(Data extract)

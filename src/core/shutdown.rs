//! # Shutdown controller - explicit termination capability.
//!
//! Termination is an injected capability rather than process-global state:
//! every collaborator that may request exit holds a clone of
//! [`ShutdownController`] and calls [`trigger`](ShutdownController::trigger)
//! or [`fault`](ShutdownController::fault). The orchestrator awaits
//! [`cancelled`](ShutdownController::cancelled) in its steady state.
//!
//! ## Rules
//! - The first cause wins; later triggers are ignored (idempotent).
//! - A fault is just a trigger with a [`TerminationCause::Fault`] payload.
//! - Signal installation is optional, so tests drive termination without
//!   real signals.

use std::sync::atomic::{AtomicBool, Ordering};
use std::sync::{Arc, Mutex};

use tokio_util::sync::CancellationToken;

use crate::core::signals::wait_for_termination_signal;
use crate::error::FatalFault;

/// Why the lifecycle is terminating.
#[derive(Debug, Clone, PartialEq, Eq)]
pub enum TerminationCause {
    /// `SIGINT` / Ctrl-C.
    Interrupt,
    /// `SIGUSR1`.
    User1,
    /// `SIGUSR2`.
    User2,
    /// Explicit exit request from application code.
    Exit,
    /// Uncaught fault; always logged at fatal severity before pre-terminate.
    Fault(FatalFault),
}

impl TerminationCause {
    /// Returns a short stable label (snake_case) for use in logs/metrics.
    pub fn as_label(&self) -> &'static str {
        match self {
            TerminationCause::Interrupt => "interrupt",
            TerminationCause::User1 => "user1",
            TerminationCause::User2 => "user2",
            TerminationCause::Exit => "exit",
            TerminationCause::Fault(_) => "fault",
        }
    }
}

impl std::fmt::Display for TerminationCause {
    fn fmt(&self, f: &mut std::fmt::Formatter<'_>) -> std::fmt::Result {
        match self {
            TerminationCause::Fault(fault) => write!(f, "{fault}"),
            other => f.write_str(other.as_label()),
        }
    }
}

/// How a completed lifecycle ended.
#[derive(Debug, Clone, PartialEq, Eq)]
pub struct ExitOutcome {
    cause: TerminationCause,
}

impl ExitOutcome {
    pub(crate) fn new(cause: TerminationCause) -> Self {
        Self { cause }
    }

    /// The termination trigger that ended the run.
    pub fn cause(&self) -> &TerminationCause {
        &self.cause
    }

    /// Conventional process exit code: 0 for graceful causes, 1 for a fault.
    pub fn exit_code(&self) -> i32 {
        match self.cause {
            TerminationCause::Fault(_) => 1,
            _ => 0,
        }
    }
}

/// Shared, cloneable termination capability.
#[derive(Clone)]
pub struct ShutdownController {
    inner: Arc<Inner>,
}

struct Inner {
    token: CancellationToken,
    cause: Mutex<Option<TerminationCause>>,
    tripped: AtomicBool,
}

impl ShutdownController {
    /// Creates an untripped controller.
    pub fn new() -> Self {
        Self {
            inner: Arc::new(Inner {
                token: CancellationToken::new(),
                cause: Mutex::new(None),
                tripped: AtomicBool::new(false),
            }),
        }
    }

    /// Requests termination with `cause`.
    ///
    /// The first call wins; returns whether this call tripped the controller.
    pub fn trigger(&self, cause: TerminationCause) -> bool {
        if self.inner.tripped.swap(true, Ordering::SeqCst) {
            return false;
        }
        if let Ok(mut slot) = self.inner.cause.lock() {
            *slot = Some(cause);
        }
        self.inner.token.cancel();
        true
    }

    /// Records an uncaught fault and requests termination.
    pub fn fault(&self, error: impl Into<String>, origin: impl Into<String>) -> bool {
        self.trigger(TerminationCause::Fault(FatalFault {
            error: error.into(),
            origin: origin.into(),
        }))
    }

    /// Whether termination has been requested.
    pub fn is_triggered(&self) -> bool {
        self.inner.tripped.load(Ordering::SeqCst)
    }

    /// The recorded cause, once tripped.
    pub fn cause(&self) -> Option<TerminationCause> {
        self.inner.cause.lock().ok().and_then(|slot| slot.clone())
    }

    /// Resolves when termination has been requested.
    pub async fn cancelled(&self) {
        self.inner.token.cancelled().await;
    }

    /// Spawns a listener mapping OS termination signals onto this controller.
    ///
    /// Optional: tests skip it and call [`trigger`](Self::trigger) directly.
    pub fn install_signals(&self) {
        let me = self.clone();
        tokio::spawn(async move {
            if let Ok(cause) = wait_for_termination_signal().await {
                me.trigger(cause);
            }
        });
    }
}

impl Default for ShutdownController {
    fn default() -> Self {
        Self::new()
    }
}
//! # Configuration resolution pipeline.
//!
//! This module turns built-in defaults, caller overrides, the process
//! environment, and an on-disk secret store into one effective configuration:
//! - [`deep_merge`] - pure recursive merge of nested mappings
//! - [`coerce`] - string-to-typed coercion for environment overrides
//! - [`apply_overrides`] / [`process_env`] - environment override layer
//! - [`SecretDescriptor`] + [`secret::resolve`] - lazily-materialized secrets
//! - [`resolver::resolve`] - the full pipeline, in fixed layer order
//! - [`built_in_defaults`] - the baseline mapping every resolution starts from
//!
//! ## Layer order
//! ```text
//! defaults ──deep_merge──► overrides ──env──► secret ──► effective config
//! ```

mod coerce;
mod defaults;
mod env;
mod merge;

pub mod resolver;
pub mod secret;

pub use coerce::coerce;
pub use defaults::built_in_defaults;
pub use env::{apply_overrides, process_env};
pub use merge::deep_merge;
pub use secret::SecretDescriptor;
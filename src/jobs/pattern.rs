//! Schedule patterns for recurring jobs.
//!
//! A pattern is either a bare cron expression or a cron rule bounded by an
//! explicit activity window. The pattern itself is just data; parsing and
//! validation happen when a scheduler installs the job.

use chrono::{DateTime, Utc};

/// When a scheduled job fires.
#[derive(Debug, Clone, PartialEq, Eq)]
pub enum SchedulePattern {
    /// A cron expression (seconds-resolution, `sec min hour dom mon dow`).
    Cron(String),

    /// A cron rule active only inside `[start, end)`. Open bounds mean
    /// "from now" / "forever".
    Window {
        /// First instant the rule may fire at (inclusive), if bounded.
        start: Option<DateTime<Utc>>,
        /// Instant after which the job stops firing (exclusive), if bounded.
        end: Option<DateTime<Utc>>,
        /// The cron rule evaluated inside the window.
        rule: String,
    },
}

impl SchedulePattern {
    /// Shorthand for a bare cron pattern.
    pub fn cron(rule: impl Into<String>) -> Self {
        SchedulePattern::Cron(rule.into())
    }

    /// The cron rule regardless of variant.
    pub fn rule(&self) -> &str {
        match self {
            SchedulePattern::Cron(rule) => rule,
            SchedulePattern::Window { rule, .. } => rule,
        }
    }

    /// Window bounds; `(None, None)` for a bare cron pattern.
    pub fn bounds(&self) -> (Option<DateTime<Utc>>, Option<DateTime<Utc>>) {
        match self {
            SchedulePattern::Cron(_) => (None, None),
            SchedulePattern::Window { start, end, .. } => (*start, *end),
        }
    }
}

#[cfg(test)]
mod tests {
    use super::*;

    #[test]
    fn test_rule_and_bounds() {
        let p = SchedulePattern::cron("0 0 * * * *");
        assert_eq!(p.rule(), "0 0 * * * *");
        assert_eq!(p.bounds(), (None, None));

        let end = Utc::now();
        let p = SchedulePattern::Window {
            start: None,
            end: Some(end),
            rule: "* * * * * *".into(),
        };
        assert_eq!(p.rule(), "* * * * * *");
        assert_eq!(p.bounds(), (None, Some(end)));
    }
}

(End Data extract)

◆ Work required
Once you have read the listing, retype it in full, word for word.

◆ Answer space
filename src/core/shutdown.rs
//! # Shutdown controller - explicit termination capability.
//!
//! Termination is an injected capability rather than process-global state:
//! every collaborator that may request exit holds a clone of
//! [`ShutdownController`] and calls [`trigger`](ShutdownController::trigger)
//! or [`fault`](ShutdownController::fault). The orchestrator awaits
//! [`cancelled`](ShutdownController::cancelled) in its steady state.
//!
//! ## Rules
//! - The first cause wins; later triggers are ignored (idempotent).
//! - A fault is just a trigger with a [`TerminationCause::Fault`] payload.
//! - Signal installation is optional, so tests drive termination without
//!   real signals.

use std::sync::atomic::{AtomicBool, Ordering};
use std::sync::{Arc, Mutex};

use tokio_util::sync::CancellationToken;

use crate::core::signals::wait_for_termination_signal;
use crate::error::FatalFault;

/// Why the lifecycle is terminating.
#[derive(Debug, Clone, PartialEq, Eq)]
pub enum TerminationCause {
    /// `SIGINT` / Ctrl-C.
    Interrupt,
    /// `SIGUSR1`.
    User1,
    /// `SIGUSR2`.
    User2,
    /// Explicit exit request from application code.
    Exit,
    /// Uncaught fault; always logged at fatal severity before pre-terminate.
    Fault(FatalFault),
}

impl TerminationCause {
    /// Returns a short stable label (snake_case) for use in logs/metrics.
    pub fn as_label(&self) -> &'static str {
        match self {
            TerminationCause::Interrupt => "interrupt",
            TerminationCause::User1 => "user1",
            TerminationCause::User2 => "user2",
            TerminationCause::Exit => "exit",
            TerminationCause::Fault(_) => "fault",
        }
    }
}

impl std::fmt::Display for TerminationCause {
    fn fmt(&self, f: &mut std::fmt::Formatter<'_>) -> std::fmt::Result {
        match self {
            TerminationCause::Fault(fault) => write!(f, "{fault}"),
            other => f.write_str(other.as_label()),
        }
    }
}

/// How a completed lifecycle ended.
#[derive(Debug, Clone, PartialEq, Eq)]
pub struct ExitOutcome {
    cause: TerminationCause,
}

impl ExitOutcome {
    pub(crate) fn new(cause: TerminationCause) -> Self {
        Self { cause }
    }

    /// The termination trigger that ended the run.
    pub fn cause(&self) -> &TerminationCause {
        &self.cause
    }

    /// Conventional process exit code: 0 for graceful causes, 1 for a fault.
    pub fn exit_code(&self) -> i32 {
        match self.cause {
            TerminationCause::Fault(_) => 1,
            _ => 0,
        }
    }
}

/// Shared, cloneable termination capability.
#[derive(Clone)]
pub struct ShutdownController {
    inner: Arc<Inner>,
}

struct Inner {
    token: CancellationToken,
    cause: Mutex<Option<TerminationCause>>,
    tripped: AtomicBool,
}

impl ShutdownController {
    /// Creates an untripped controller.
    pub fn new() -> Self {
        Self {
            inner: Arc::new(Inner {
                token: CancellationToken::new(),
                cause: Mutex::new(None),
                tripped: AtomicBool::new(false),
            }),
        }
    }

    /// Requests termination with `cause`.
    ///
    /// The first call wins; returns whether this call tripped the controller.
    pub fn trigger(&self, cause: TerminationCause) -> bool {
        if self.inner.tripped.swap(true, Ordering::SeqCst) {
            return false;
        }
        if let Ok(mut slot) = self.inner.cause.lock() {
            *slot = Some(cause);
        }
        self.inner.token.cancel();
        true
    }

    /// Records an uncaught fault and requests termination.
    pub fn fault(&self, error: impl Into<String>, origin: impl Into<String>) -> bool {
        self.trigger(TerminationCause::Fault(FatalFault {
            error: error.into(),
            origin: origin.into(),
        }))
    }

    /// Whether termination has been requested.
    pub fn is_triggered(&self) -> bool {
        self.inner.tripped.load(Ordering::SeqCst)
    }

    /// The recorded cause, once tripped.
    pub fn cause(&self) -> Option<TerminationCause> {
        self.inner.cause.lock().ok().and_then(|slot| slot.clone())
    }

    /// Resolves when termination has been requested.
    pub async fn cancelled(&self) {
        self.inner.token.cancelled().await;
    }

    /// Spawns a listener mapping OS termination signals onto this controller.
    ///
    /// Optional: tests skip it and call [`trigger`](Self::trigger) directly.
    pub fn install_signals(&self) {
        let me = self.clone();
        tokio::spawn(async move {
            if let Ok(cause) = wait_for_termination_signal().await {
                me.trigger(cause);
            }
        });
    }
}

impl Default for ShutdownController {
    fn default() -> Self {
        Self::new()
    }
}
//! # Configuration resolution pipeline.
//!
//! This module turns built-in defaults, caller overrides, the process
//! environment, and an on-disk secret store into one effective configuration:
//! - [`deep_merge`] - pure recursive merge of nested mappings
//! - [`coerce`] - string-to-typed coercion for environment overrides
//! - [`apply_overrides`] / [`process_env`] - environment override layer
//! - [`SecretDescriptor`] + [`secret::resolve`] - lazily-materialized secrets
//! - [`resolver::resolve`] - the full pipeline, in fixed layer order
//! - [`built_in_defaults`] - the baseline mapping every resolution starts from
//!
//! ## Layer order
//! ```text
//! defaults ──deep_merge──► overrides ──env──► secret ──► effective config
//! ```

mod coerce;
mod defaults;
mod env;
mod merge;

pub mod resolver;
pub mod secret;

pub use coerce::coerce;
pub use defaults::built_in_defaults;
pub use env::{apply_overrides, process_env};
pub use merge::deep_merge;
pub use secret::SecretDescriptor;
filename src/jobs/pattern.rs
//! Schedule patterns for recurring jobs.
//!
//! A pattern is either a bare cron expression or a cron rule bounded by an
//! explicit activity window. The pattern itself is just data; parsing and
//! validation happen when a scheduler installs the job.

use chrono::{DateTime, Utc};

/// When a scheduled job fires.
#[derive(Debug, Clone, PartialEq, Eq)]
pub enum SchedulePattern {
    /// A cron expression (seconds-resolution, `sec min hour dom mon dow`).
    Cron(String),

    /// A cron rule active only inside `[start, end)`. Open bounds mean
    /// "from now" / "forever".
    Window {
        /// First instant the rule may fire at (inclusive), if bounded.
        start: Option<DateTime<Utc>>,
        /// Instant after which the job stops firing (exclusive), if bounded.
        end: Option<DateTime<Utc>>,
        /// The cron rule evaluated inside the window.
        rule: String,
    },
}

impl SchedulePattern {
    /// Shorthand for a bare cron pattern.
    pub fn cron(rule: impl Into<String>) -> Self {
        SchedulePattern::Cron(rule.into())
    }

    /// The cron rule regardless of variant.
    pub fn rule(&self) -> &str {
        match self {
            SchedulePattern::Cron(rule) => rule,
            SchedulePattern::Window { rule, .. } => rule,
        }
    }

    /// Window bounds; `(None, None)` for a bare cron pattern.
    pub fn bounds(&self) -> (Option<DateTime<Utc>>, Option<DateTime<Utc>>) {
        match self {
            SchedulePattern::Cron(_) => (None, None),
            SchedulePattern::Window { start, end, .. } => (*start, *end),
        }
    }
}

#[cfg(test)]
mod tests {
    use super::*;

    #[test]
    fn test_rule_and_bounds() {
        let p = SchedulePattern::cron("0 0 * * * *");
        assert_eq!(p.rule(), "0 0 * * * *");
        assert_eq!(p.bounds(), (None, None));

        let end = Utc::now();
        let p = SchedulePattern::Window {
            start: None,
            end: Some(end),
            rule: "* * * * * *".into(),
        };
        assert_eq!(p.rule(), "* * * * * *");
        assert_eq!(p.bounds(), (None, Some(end)));
    }
}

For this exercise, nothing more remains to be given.